ARTICLE: Male Sex Is Associated With Worse Microbiological and Clinical Outcomes Following Tuberculosis Treatment: A Retrospective Cohort Study, a Systematic Review of the Literature, and Meta-analysis

AUTHORS: Vignesh Chidambaram, Nyan Lynn Tun, Marie Gilbert Majella, Jennie Ruelas Castillo, Samuel K Ayeh, Amudha Kumar, Pranita Neupane, Ranjith Kumar Sivakumar, Ei Phyo Win, Enoch J Abbey, Siqing Wang, Alyssa Zimmerman, Jaime Blanck, Akshay Gupte, Jann-Yuan Wang, Petros C Karakousis

JOURNAL: Clin Infect Dis. 2021 Nov 2;73(9):1580-1588. doi: 10.1093/cid/ciab527.

Abstract

Background: Although the incidence of tuberculosis is higher in men than in women, the relationship of sex with tuberculosis treatment outcomes has not been adequately studied.

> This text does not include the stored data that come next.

impl G0vClient {
    #[must_use]
    pub fn new(config: &GatewayConfig, http: UpstreamHttp, limiter: Arc<RateLimiter>) -> Self {
        Self {
            base_url: config.g0v.base_url.trim_end_matches('/').to_string(),
            http,
            limiter,
            ttls: config.cache,
            listings: TtlCache::new(),
            content: TtlCache::new(),
            meta: TtlCache::new(),
        }
    }

    #[must_use]
    pub fn limiter(&self) -> &Arc<RateLimiter> {
        &self.limiter
    }

    pub fn clear_cache(&self) {
        self.listings.clear();
        self.content.clear();
        self.meta.clear();
    }

    #[must_use]
    pub fn document_types(&self) -> DocumentTypes {
        let document_types: Vec<_> = TYPE_ALIASES.iter().map(|(alias, _)| *alias).collect();
        DocumentTypes {
            count: document_types.len(),
            document_types,
        }
    }

    /// Documents of one category, filtered locally.
    ///
    /// # Errors
    ///
    /// Validation failures for an unusable category name or limit, and upstream failures.
    pub async fn documents(
        &self,
        type_or_alias: &str,
        filter: &DocumentFilter,
    ) -> Result<Vec<G0vDocument>> {
        let limit = filter.effective_limit()?;
        let listing = self.listing(type_or_alias).await?;
        let documents = filter.apply(&listing, limit);
        info!(
            category = %type_or_alias,
            listed = listing.len(),
            matched = documents.len(),
            "filtered g0v documents"
        );
        Ok(documents)
    }

    /// Run [`documents`](Self::documents) concurrently over several categories.
    ///
    /// A category that fails contributes an empty list and is named in `failed_types`.
    ///
    /// # Errors
    ///
    /// Returns a validation error when `term` is blank or the per-category limit is out of range.
    pub async fn search_all(
        &self,
        term: &str,
        options: &SearchAllOptions,
    ) -> Result<SearchAllResult> {
        if term.trim().is_empty() {
            return Err(UpstreamError::invalid("query", "must not be empty"));
        }
        check_limit(options.limit)?;
        let types: Vec<String> = if options.types.is_empty() {
            DEFAULT_SEARCH_TYPES.iter().map(|t| (*t).to_string()).collect()
        } else {
            options.types.clone()
        };
        let filter = DocumentFilter {
            search: Some(term.to_string()),
            date_from: options.date_from.clone(),
            date_to: options.date_to.clone(),
            limit: options.limit,
        };

        let fetched = join_all(types.iter().map(|t| self.documents(t, &filter))).await;

        let mut results = BTreeMap::new();
        let mut failed_types = Vec::new();
        for (name, outcome) in types.into_iter().zip(fetched) {
            let docs = match outcome {
                Ok(docs) => docs,
                Err(e) => {
                    warn!(category = %name, error = %e, "g0v category search failed");
                    failed_types.push(name.clone());
                    Vec::new()
                }
            };
            results.insert(name, docs);
        }
        let total = results.values().map(Vec::len).sum();
        Ok(SearchAllResult {
            results,
            failed_types,
            total,
        })
    }

    /// Press releases, propositions and speeches in `range`, counted per ministry.
    ///
    /// # Errors
    ///
    /// The first listing that cannot be fetched fails the analysis.
    pub async fn analyze_by_department(&self, range: &DateRange) -> Result<DepartmentAnalysis> {
        let (press, props, speeches) = try_join3(
            self.listing("pressmeddelanden"),
            self.listing("propositioner"),
            self.listing("tal"),
        )
        .await?;

        let filter = DocumentFilter {
            date_from: range.date_from.clone(),
            date_to: range.date_to.clone(),
            ..DocumentFilter::default()
        };
        let mut departments: BTreeMap<String, DepartmentCounts> = BTreeMap::new();
        let mut total = 0;
        let buckets: [(&[G0vDocument], fn(&mut DepartmentCounts)); 3] = [
            (press.as_slice(), |c| c.press_releases += 1),
            (props.as_slice(), |c| c.propositions += 1),
            (speeches.as_slice(), |c| c.speeches += 1),
        ];
        for (listing, bump) in buckets {
            for doc in filter.apply(listing, usize::MAX) {
                let counts = departments.entry(department_of(&doc)).or_default();
                counts.count += 1;
                bump(counts);
                total += 1;
            }
        }
        info!(departments = departments.len(), total, "analyzed g0v documents by department");
        Ok(DepartmentAnalysis { departments, total })
    }

    /// Markdown rendering of a document, addressed by its regeringen.se or g0v.se URL.
    ///
    /// # Errors
    ///
    /// Validation failure for a URL that cannot be mapped, [`UpstreamError::NotFound`] when the
    /// mirror has no such document, and other upstream failures.
    pub async fn document_content(&self, url: &str) -> Result<DocumentContent> {
        let markdown_url = self.markdown_url(url)?;
        let parsed = Url::parse(&markdown_url)
            .map_err(|e| UpstreamError::invalid("url", format!("invalid URL: {e}")))?;

        let key = fingerprint("g0v-content", &markdown_url);
        let content = self
            .content
            .with_cache(&key, self.ttls.g0v_content(), || async {
                self.limiter.admit().await;
                match self
                    .http
                    .get_text(parsed, Some("text/markdown, text/plain;q=0.9, */*;q=0.1"))
                    .await
                {
                    Err(e) if e.status() == Some(404) => Err(UpstreamError::NotFound {
                        entity: "document",
                        id: url.to_string(),
                        suggestions: vec![
                            "Check that the URL points at a single document".to_string(),
                            "Search g0v documents to find a valid URL".to_string(),
                        ],
                    }),
                    other => other,
                }
            })
            .await?;

        Ok(DocumentContent {
            url: url.to_string(),
            markdown_url,
            content,
        })
    }

    /// # Errors
    ///
    /// Upstream and payload failures.
    pub async fn latest_update(&self) -> Result<LatestUpdate> {
        let raw = self
            .cached_json(
                "/api/latest_updated.json",
                self.ttls.g0v_latest_update(),
            )
            .await?;
        let updated = ["latest_updated", "updated"]
            .iter()
            .find_map(|k| raw.get(*k).and_then(Value::as_str))
            .unwrap_or_default()
            .to_string();
        let total_documents = ["items", "totalDocuments"]
            .iter()
            .find_map(|k| raw.get(*k).and_then(Value::as_u64))
            .unwrap_or(0);
        let codes = raw.get("codes").and_then(Value::as_u64).unwrap_or(0);
        Ok(LatestUpdate {
            updated,
            total_documents,
            codes,
        })
    }

    /// # Errors
    ///
    /// Upstream failures, or a payload that is not a JSON object.
    pub async fn category_codes(&self) -> Result<CategoryCodes> {
        let path = "/api/codes.json";
        let raw = self.cached_json(path, self.ttls.g0v_codes()).await?;
        let Value::Object(category_codes) = raw else {
            return Err(UpstreamError::MalformedPayload {
                url: format!("{}{path}", self.base_url),
                excerpt: "expected a JSON object of category codes".to_string(),
            });
        };
        Ok(CategoryCodes {
            count: category_codes.len(),
            category_codes,
        })
    }

    async fn listing(&self, type_or_alias: &str) -> Result<Arc<Vec<G0vDocument>>> {
        let slug = resolve_type(type_or_alias);
        let slug = slug.trim_matches('/');
        if slug.is_empty()
            || !slug
                .chars()
                .all(|c| c.is_ascii_lowercase() || c.is_ascii_digit() || c == '-' || c == '/')
            || slug.contains("//")
        {
            return Err(UpstreamError::invalid(
                "type",
                format!("unknown document type '{type_or_alias}'"),
            ));
        }

        let key = fingerprint("g0v-documents", slug);
        self.listings
            .with_cache(&key, self.ttls.g0v_documents(), || async {
                let url = build_url(&self.base_url, &format!("/{slug}.json"), &QueryParams::new())?;
                self.limiter.admit().await;
                let documents: Vec<G0vDocument> = self.http.get_json(url).await?;
                info!(slug, documents = documents.len(), "fetched g0v listing");
                Ok::<_, UpstreamError>(Arc::new(documents))
            })
            .await
    }

    async fn cached_json(&self, path: &str, ttl: std::time::Duration) -> Result<Value> {
        let key = fingerprint("g0v-meta", path);
        self.meta
            .with_cache(&key, ttl, || async {
                let url = build_url(&self.base_url, path, &QueryParams::new())?;
                self.limiter.admit().await;
                self.http.get_json::<Value>(url).await
            })
            .await
    }

    /// Map a document URL onto the mirror's markdown rendering.
    fn markdown_url(&self, url: &str) -> Result<String> {
        let url = url.trim();
        let mirror_prefix = format!("{}/", self.base_url);

        let path = if let Some(rest) = url.strip_prefix(&mirror_prefix) {
            rest
        } else if let Some(rest) = REGERINGEN_HOSTS
            .iter()
            .find_map(|host| url.strip_prefix(host))
        {
            rest
        } else if let Some(rest) = url.strip_prefix('/') {
            rest
        } else {
            return Err(UpstreamError::invalid(
                "url",
                format!(
                    "expected a full URL (https://www.regeringen.se/...) or a site-relative path (/pressmeddelanden/...), got '{url}'"
                ),
            ));
        };

        let path = path.trim_end_matches('/');
        if path.is_empty() {
            return Err(UpstreamError::invalid("url", "must point at a document"));
        }
        Ok(format!("{}/{path}.md", self.base_url))
    }
}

Methods: We performed a retrospective cohort study and a systematic review and meta-analysis of observational studies during the last 10 years to assess sex differences in clinical and microbiological outcomes in tuberculosis.

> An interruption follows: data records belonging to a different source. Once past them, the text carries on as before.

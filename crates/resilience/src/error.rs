//! Uniform error record returned across the gateway boundary.
//!
//! Whatever fails inside the gateway (validation, upstream outage, oversize response) reaches the
//! caller as an [`ErrorRecord`]: a JSON-RPC style code, a message and optional safe context.
//! Internal details such as backtraces or source chains are never included.

use serde::{Deserialize, Serialize};
use serde_json::Value;

/// Error classification; each variant maps to a fixed JSON-RPC code.
#[derive(Debug, Clone, Copy, PartialEq, Eq, Serialize, Deserialize)]
#[serde(rename_all = "kebab-case")]
pub enum ErrorCode {
    InvalidParams,
    NotFound,
    ResponseTooLarge,
    RateLimited,
    Internal,
}

impl ErrorCode {
    #[must_use]
    pub const fn code(self) -> i32 {
        match self {
            ErrorCode::InvalidParams => -32602,
            ErrorCode::NotFound => -32001,
            ErrorCode::ResponseTooLarge => -32000,
            ErrorCode::RateLimited => -32002,
            ErrorCode::Internal => -32603,
        }
    }
}

/// A single failed parameter constraint.
#[derive(Debug, Clone, PartialEq, Eq, Serialize, Deserialize)]
pub struct FieldViolation {
    pub field: String,
    pub message: String,
}

impl FieldViolation {
    #[must_use]
    pub fn new(field: impl Into<String>, message: impl Into<String>) -> Self {
        Self {
            field: field.into(),
            message: message.into(),
        }
    }
}

/// Implemented by every error type that can cross the gateway boundary.
pub trait Classify: std::error::Error {
    fn error_code(&self) -> ErrorCode;

    /// Remediation hint for the caller (e.g. "use pagination").
    fn hint(&self) -> Option<String> {
        None
    }

    /// Structured, caller-safe context (sizes, field violations, suggestions).
    fn context(&self) -> Option<Value> {
        None
    }
}

#[derive(Debug, Clone, PartialEq, Serialize, Deserialize)]
#[serde(rename_all = "camelCase")]
pub struct ErrorData {
    #[serde(default, skip_serializing_if = "Option::is_none")]
    pub tool: Option<String>,
    pub reason: String,
    #[serde(default, skip_serializing_if = "Option::is_none")]
    pub hint: Option<String>,
    #[serde(default, skip_serializing_if = "Option::is_none")]
    pub context: Option<Value>,
}

#[derive(Debug, Clone, PartialEq, Serialize, Deserialize)]
pub struct ErrorRecord {
    pub code: i32,
    pub message: String,
    #[serde(default, skip_serializing_if = "Option::is_none")]
    pub data: Option<ErrorData>,
}

impl ErrorRecord {
    /// Build the record for `err`, attributing it to `tool` when known.
    #[must_use]
    pub fn from_error<E: Classify + ?Sized>(err: &E, tool: Option<&str>) -> Self {
        let message = err.to_string();
        let hint = err.hint();
        let context = err.context();
        let data = (tool.is_some() || hint.is_some() || context.is_some()).then(|| ErrorData {
            tool: tool.map(str::to_string),
            reason: message.clone(),
            hint,
            context,
        });
        Self {
            code: err.error_code().code(),
            message,
            data,
        }
    }

    /// Record for failures that have no richer classification.
    #[must_use]
    pub fn internal(message: impl Into<String>, tool: Option<&str>) -> Self {
        let message = message.into();
        Self {
            code: ErrorCode::Internal.code(),
            data: tool.map(|t| ErrorData {
                tool: Some(t.to_string()),
                reason: message.clone(),
                hint: None,
                context: None,
            }),
            message,
        }
    }
}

Results: In our cohort of 2894 Taiwanese patients with drug-susceptible pulmonary tuberculosis (1975 male and 919 female), male patients had higher adjusted hazards of 9-month mortality due to all causes (hazard ratio, 1.43 [95% confidence interval (CI), 1.03-1.98]) and infections (1.70 [1.09-2.64]) and higher adjusted odds of 2-month sputum culture positivity (odds ratio [OR], 1.56 [95% CI, 1.05-2.33]) compared with female patients. Smear positivity at 2 months did not differ significantly (OR, 1.27 [95% CI, .71-2.27]) between the sexes. Among 7896 articles retrieved, 398 were included in our systematic review describing a total of 3 957 216 patients. The odds of all-cause mortality were higher in men than in women in the pooled unadjusted (OR, 1.26 [95% CI, 1.19-1.34]) and adjusted (1.31 [1.18-1.45]) analyses. Men had higher pooled odds of sputum culture (OR, 1.44 [95% CI, 1.14-1.81]) and sputum smear (1.58 [1.41-1.77]) positivity, both at the end of the intensive phase and on completion of treatment.

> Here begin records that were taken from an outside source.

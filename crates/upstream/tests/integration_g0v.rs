mod common;

use axum::Json;
use axum::Router;
use axum::extract::Path;
use axum::http::StatusCode;
use axum::response::IntoResponse;
use axum::routing::get;
use common::{MockUpstream, config_for};
use opendata_upstream::Gateway;
use opendata_upstream::g0v::{
    DEFAULT_DOCUMENT_LIMIT, DateRange, DocumentFilter, SearchAllOptions,
};
use serde_json::{Value, json};
use std::sync::Arc;
use std::sync::atomic::{AtomicUsize, Ordering};

fn press_releases() -> Value {
    json!([
        {
            "url": "/pressmeddelanden/2025/01/budget-for-forsvaret/",
            "title": "Budget för försvaret",
            "published": "2025-01-15",
            "type": "Pressmeddelande",
            "categories": ["Försvarsdepartementet"],
            "sender": "Försvarsdepartementet"
        },
        {
            "url": "/pressmeddelanden/2024/11/ny-skolplan/",
            "title": "Ny skolplan",
            "published": "2024-11-02",
            "type": "Pressmeddelande",
            "categories": []
        },
        {
            "url": "/pressmeddelanden/2024/06/budgetpropositionen/",
            "title": "Budgetpropositionen i korthet",
            "published": "2024-06-20",
            "type": "Pressmeddelande",
            "categories": [],
            "attachments": [{ "url": "/contentassets/x.pdf", "title": "Bilaga", "type": "pdf" }]
        }
    ])
}

fn g0v_app(listing_calls: Arc<AtomicUsize>) -> Router {
    Router::new()
        .route(
            "/pressmeddelanden.json",
            get(move || {
                let calls = Arc::clone(&listing_calls);
                async move {
                    calls.fetch_add(1, Ordering::SeqCst);
                    Json(press_releases())
                }
            }),
        )
        .route(
            "/rattsliga-dokument/{file}",
            get(|Path(file): Path<String>| async move {
                if file == "proposition.json" {
                    Json(json!([{
                        "url": "/rattsliga-dokument/proposition/2024/09/prop.-20242511/",
                        "title": "Budgetpropositionen för 2025",
                        "published": "2024-09-19",
                        "type": "Proposition",
                        "categories": []
                    }]))
                    .into_response()
                } else {
                    StatusCode::INTERNAL_SERVER_ERROR.into_response()
                }
            }),
        )
        .route(
            "/pressmeddelanden/2025/01/{file}",
            get(|Path(file): Path<String>| async move {
                if file == "budget-for-forsvaret.md" {
                    "# Budget för försvaret\n\nRegeringen föreslår...".into_response()
                } else {
                    StatusCode::NOT_FOUND.into_response()
                }
            }),
        )
        .route(
            "/api/latest_updated.json",
            get(|| async { Json(json!({ "latest_updated": "2025-01-16T04:00:00Z", "items": 123456, "codes": 42 })) }),
        )
        .route(
            "/api/codes.json",
            get(|| async { Json(json!({ "1285": "Finansdepartementet", "1286": "Försvarsdepartementet" })) }),
        )
}

#[tokio::test]
async fn listing_is_fetched_once_and_filtered_locally() -> anyhow::Result<()> {
    let calls = Arc::new(AtomicUsize::new(0));
    let server = MockUpstream::spawn(g0v_app(Arc::clone(&calls))).await?;
    let gateway = Gateway::from_config(&config_for(server.base_url(), server.base_url()))?;
    let g0v = gateway.g0v();

    let budget = g0v
        .documents(
            "pressmeddelanden",
            &DocumentFilter {
                search: Some("budget".to_string()),
                ..DocumentFilter::default()
            },
        )
        .await?;
    assert_eq!(budget.len(), 2);

    let recent = g0v
        .documents(
            "PRESSMEDDELANDEN",
            &DocumentFilter {
                date_from: Some("2024-10-01".to_string()),
                limit: Some(1),
                ..DocumentFilter::default()
            },
        )
        .await?;
    assert_eq!(recent.len(), 1);
    assert_eq!(recent[0].title, "Budget för försvaret");
    assert_eq!(recent[0].sender.as_deref(), Some("Försvarsdepartementet"));

    assert_eq!(calls.load(Ordering::SeqCst), 1);
    Ok(())
}

#[tokio::test]
async fn search_all_tolerates_failing_categories() -> anyhow::Result<()> {
    let server = MockUpstream::spawn(g0v_app(Arc::new(AtomicUsize::new(0)))).await?;
    let gateway = Gateway::from_config(&config_for(server.base_url(), server.base_url()))?;

    let result = gateway
        .g0v()
        .search_all(
            "budget",
            &SearchAllOptions {
                types: vec![
                    "pressmeddelanden".to_string(),
                    "propositioner".to_string(),
                    "sou".to_string(),
                ],
                ..SearchAllOptions::default()
            },
        )
        .await?;

    assert_eq!(result.results["pressmeddelanden"].len(), 2);
    assert_eq!(result.results["propositioner"].len(), 1);
    assert!(result.results["sou"].is_empty());
    assert_eq!(result.failed_types, vec!["sou".to_string()]);
    assert_eq!(result.total, 3);
    Ok(())
}

#[tokio::test]
async fn document_content_follows_regeringen_urls() -> anyhow::Result<()> {
    let server = MockUpstream::spawn(g0v_app(Arc::new(AtomicUsize::new(0)))).await?;
    let gateway = Gateway::from_config(&config_for(server.base_url(), server.base_url()))?;

    let content = gateway
        .g0v()
        .document_content("https://www.regeringen.se/pressmeddelanden/2025/01/budget-for-forsvaret/")
        .await?;
    assert!(content.content.starts_with("# Budget för försvaret"));
    assert_eq!(
        content.markdown_url,
        format!("{}/pressmeddelanden/2025/01/budget-for-forsvaret.md", server.base_url())
    );

    let missing = gateway
        .g0v()
        .document_content("/pressmeddelanden/2025/01/finns-inte")
        .await;
    assert_eq!(gateway.respond("get_g0v_document_content", missing).unwrap_err().code, -32001);

    let slug = gateway.g0v().document_content("budget-for-forsvaret").await;
    assert_eq!(gateway.respond("get_g0v_document_content", slug).unwrap_err().code, -32602);
    Ok(())
}

#[tokio::test]
async fn metadata_endpoints_use_alternate_field_names() -> anyhow::Result<()> {
    let server = MockUpstream::spawn(g0v_app(Arc::new(AtomicUsize::new(0)))).await?;
    let gateway = Gateway::from_config(&config_for(server.base_url(), server.base_url()))?;

    let latest = gateway.g0v().latest_update().await?;
    assert_eq!(latest.updated, "2025-01-16T04:00:00Z");
    assert_eq!(latest.total_documents, 123_456);
    assert_eq!(latest.codes, 42);

    let codes = gateway.g0v().category_codes().await?;
    assert_eq!(codes.count, 2);
    let v = serde_json::to_value(&codes)?;
    assert_eq!(v["categoryCodes"]["1285"], json!("Finansdepartementet"));
    Ok(())
}

#[tokio::test]
async fn search_all_bounds_every_category() -> anyhow::Result<()> {
    let app = Router::new().route(
        "/pressmeddelanden.json",
        get(|| async {
            let docs: Vec<Value> = (0..3000)
                .map(|i| {
                    json!({
                        "url": format!("/pressmeddelanden/2025/01/budget-{i}/"),
                        "title": format!("Budget {i}"),
                        "published": "2025-01-15",
                        "type": "Pressmeddelande",
                    })
                })
                .collect();
            Json(docs)
        }),
    );
    let server = MockUpstream::spawn(app).await?;
    let gateway = Gateway::from_config(&config_for(server.base_url(), server.base_url()))?;
    let options = SearchAllOptions {
        types: vec!["pressmeddelanden".to_string()],
        ..SearchAllOptions::default()
    };

    let found = gateway.g0v().search_all("budget", &options).await;
    let result = gateway.respond("search_g0v_all_types", found).expect("sanitized");
    assert_eq!(
        result.data["results"]["pressmeddelanden"].as_array().map(Vec::len),
        Some(DEFAULT_DOCUMENT_LIMIT)
    );
    assert_eq!(result.data["total"], json!(DEFAULT_DOCUMENT_LIMIT));

    let too_many = SearchAllOptions {
        limit: Some(201),
        ..options
    };
    let rejected = gateway.g0v().search_all("budget", &too_many).await;
    assert_eq!(
        gateway.respond("search_g0v_all_types", rejected).unwrap_err().code,
        -32602
    );
    Ok(())
}

#[tokio::test]
async fn departments_are_counted_across_listings() -> anyhow::Result<()> {
    let app = g0v_app(Arc::new(AtomicUsize::new(0))).route(
        "/tal.json",
        get(|| async {
            Json(json!([
                {
                    "url": "/tal/2024/10/anforande-om-ekonomin/",
                    "title": "Anförande om ekonomin",
                    "published": "2024-10-01",
                    "type": "Tal",
                    "categories": ["1285"]
                },
                {
                    "url": "/tal/2023/05/gammalt-tal/",
                    "title": "Gammalt tal",
                    "published": "2023-05-01",
                    "type": "Tal"
                }
            ]))
        }),
    );
    let server = MockUpstream::spawn(app).await?;
    let gateway = Gateway::from_config(&config_for(server.base_url(), server.base_url()))?;

    let range = DateRange {
        date_from: Some("2024-09-01".to_string()),
        date_to: None,
    };
    let analysis = gateway.g0v().analyze_by_department(&range).await?;
    assert_eq!(analysis.total, 4);

    let defence = &analysis.departments["Försvarsdepartementet"];
    assert_eq!((defence.count, defence.press_releases), (1, 1));
    let finance = &analysis.departments["Finansdepartementet"];
    assert_eq!((finance.count, finance.speeches), (1, 1));
    let unknown = &analysis.departments["Okänt departement"];
    assert_eq!((unknown.count, unknown.press_releases, unknown.propositions), (2, 1, 1));
    Ok(())
}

Conclusions: Our retrospective cohort showed that male patients with tuberculosis have higher 9-month all-cause and infection-related mortality, with higher 2-month sputum culture positivity after adjustment for confounding factors. In our meta-analysis, male patients showed higher all-cause and tuberculosis-related mortality and higher sputum culture and smear positivity rates during and after tuberculosis treatment.